(Provided material Opens)
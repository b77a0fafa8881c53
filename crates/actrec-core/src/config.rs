//! # Synthesis Configuration
//!
//! Read-only settings shared by every session: key size, certificate
//! validity windows, the activation service hostname and URLs embedded in
//! the account token, the fixed regulatory and FairPlay blobs, and the
//! fallback identifier table.
//!
//! Loaded from YAML. Every field has a default, so an empty file (or no
//! file) is a valid configuration.

use std::path::Path;

use serde::{Deserialize, Serialize};

use crate::attributes::FallbackTable;
use crate::error::ConfigError;

/// Smallest RSA modulus accepted from configuration.
pub const MIN_KEY_BITS: usize = 1024;

/// Validity windows, in days.
#[derive(Debug, Clone, PartialEq, Eq, Serialize, Deserialize)]
#[serde(default)]
pub struct ValidityDays {
    /// Root CA, 10 years.
    pub root_ca: i64,
    /// Device CA, about 5.5 years.
    pub device_ca: i64,
    /// Activation server certificate, 1 year.
    pub server: i64,
    /// Device certificate, 10 years.
    pub device: i64,
}

impl Default for ValidityDays {
    fn default() -> Self {
        Self {
            root_ca: 3650,
            device_ca: 2008,
            server: 365,
            device: 3650,
        }
    }
}

/// Session-independent synthesis settings.
#[derive(Debug, Clone, PartialEq, Eq, Serialize, Deserialize)]
#[serde(default)]
pub struct SynthesisConfig {
    /// RSA modulus size for every generated key.
    pub key_bits: usize,
    /// Common name of the activation server certificate.
    pub service_host: String,
    /// `PhoneNumberNotificationURL` in the account token.
    pub notification_url: String,
    /// `ActivityURL` in the account token.
    pub activity_url: String,
    /// Bytes stored verbatim under `RegulatoryInfo`.
    pub regulatory_info: String,
    /// Bytes stored verbatim under `FairPlayKeyData`.
    pub fairplay_key_data: String,
    /// Value of the `unbrick` flag.
    pub unbrick: bool,
    /// Certificate validity windows.
    pub validity: ValidityDays,
    /// Placeholders for defaultable identifiers.
    pub fallback: FallbackTable,
    /// Seed for key generation. `None` draws keys from the OS RNG.
    #[serde(skip_serializing_if = "Option::is_none")]
    pub rng_seed: Option<[u8; 32]>,
}

impl Default for SynthesisConfig {
    fn default() -> Self {
        Self {
            key_bits: 2048,
            service_host: "albert.apple.com".to_string(),
            notification_url: "https://albert.apple.com/deviceservices/phoneHome".to_string(),
            activity_url: "https://albert.apple.com/deviceservices/activity".to_string(),
            regulatory_info: r#"{"elabel":{"bis":{"regulatory":"R-41094897"}}}"#.to_string(),
            fairplay_key_data: "-----BEGIN CONTAINER-----\n-----END CONTAINER-----\n".to_string(),
            unbrick: true,
            validity: ValidityDays::default(),
            fallback: FallbackTable::default(),
            rng_seed: None,
        }
    }
}

impl SynthesisConfig {
    /// Parse and validate a YAML document.
    pub fn from_yaml(text: &str) -> Result<Self, ConfigError> {
        let config: Self = if text.trim().is_empty() {
            Self::default()
        } else {
            serde_yaml::from_str(text)?
        };
        config.validate()?;
        Ok(config)
    }

    /// Read, parse and validate a YAML file.
    pub fn load(path: &Path) -> Result<Self, ConfigError> {
        let text = std::fs::read_to_string(path)?;
        Self::from_yaml(&text)
    }

    /// Check field ranges.
    pub fn validate(&self) -> Result<(), ConfigError> {
        if self.key_bits < MIN_KEY_BITS {
            return Err(ConfigError::Invalid {
                field: "key_bits",
                reason: format!("must be at least {MIN_KEY_BITS}, got {}", self.key_bits),
            });
        }
        if self.service_host.trim().is_empty() {
            return Err(ConfigError::Invalid {
                field: "service_host",
                reason: "must not be empty".to_string(),
            });
        }
        let windows = [
            ("validity.root_ca", self.validity.root_ca),
            ("validity.device_ca", self.validity.device_ca),
            ("validity.server", self.validity.server),
            ("validity.device", self.validity.device),
        ];
        for (field, days) in windows {
            if days <= 0 {
                return Err(ConfigError::Invalid {
                    field,
                    reason: format!("must be positive, got {days}"),
                });
            }
        }
        Ok(())
    }
}

#[cfg(test)]
mod tests {
    use super::*;

    #[test]
    fn defaults_are_valid() {
        let config = SynthesisConfig::default();
        config.validate().unwrap();
        assert_eq!(config.key_bits, 2048);
        assert_eq!(config.validity.root_ca, 3650);
        assert_eq!(config.validity.server, 365);
    }

    #[test]
    fn empty_yaml_is_default() {
        assert_eq!(SynthesisConfig::from_yaml("").unwrap(), SynthesisConfig::default());
    }

    #[test]
    fn partial_yaml_keeps_other_defaults() {
        let config = SynthesisConfig::from_yaml("key_bits: 1024\nunbrick: false\n").unwrap();
        assert_eq!(config.key_bits, 1024);
        assert!(!config.unbrick);
        assert_eq!(config.service_host, "albert.apple.com");
    }

    #[test]
    fn nested_validity_override() {
        let config = SynthesisConfig::from_yaml("validity:\n  server: 30\n").unwrap();
        assert_eq!(config.validity.server, 30);
        assert_eq!(config.validity.device, 3650);
    }

    #[test]
    fn small_key_rejected() {
        let err = SynthesisConfig::from_yaml("key_bits: 512\n").unwrap_err();
        assert!(matches!(err, ConfigError::Invalid { field: "key_bits", .. }));
    }

    #[test]
    fn empty_host_rejected() {
        let err = SynthesisConfig::from_yaml("service_host: ''\n").unwrap_err();
        assert!(matches!(err, ConfigError::Invalid { field: "service_host", .. }));
    }

    #[test]
    fn non_positive_validity_rejected() {
        let err = SynthesisConfig::from_yaml("validity:\n  device: 0\n").unwrap_err();
        assert!(matches!(err, ConfigError::Invalid { field: "validity.device", .. }));
    }

    #[test]
    fn malformed_yaml_rejected() {
        assert!(matches!(
            SynthesisConfig::from_yaml("key_bits: [unterminated"),
            Err(ConfigError::Parse(_))
        ));
    }

    #[test]
    fn load_from_file() {
        let dir = tempfile::tempdir().unwrap();
        let path = dir.path().join("actrec.yaml");
        std::fs::write(&path, "service_host: activation.test\n").unwrap();
        let config = SynthesisConfig::load(&path).unwrap();
        assert_eq!(config.service_host, "activation.test");
    }

    #[test]
    fn load_missing_file_is_io_error() {
        let dir = tempfile::tempdir().unwrap();
        assert!(matches!(
            SynthesisConfig::load(&dir.path().join("absent.yaml")),
            Err(ConfigError::Io(_))
        ));
    }
}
(Provided material Closes)
» What this task involves:
Gather each line in the entries above where the string "token" is found.

» Result:
//! the account token, the fixed regulatory and FairPlay blobs, and the
    /// `PhoneNumberNotificationURL` in the account token.
    /// `ActivityURL` in the account token.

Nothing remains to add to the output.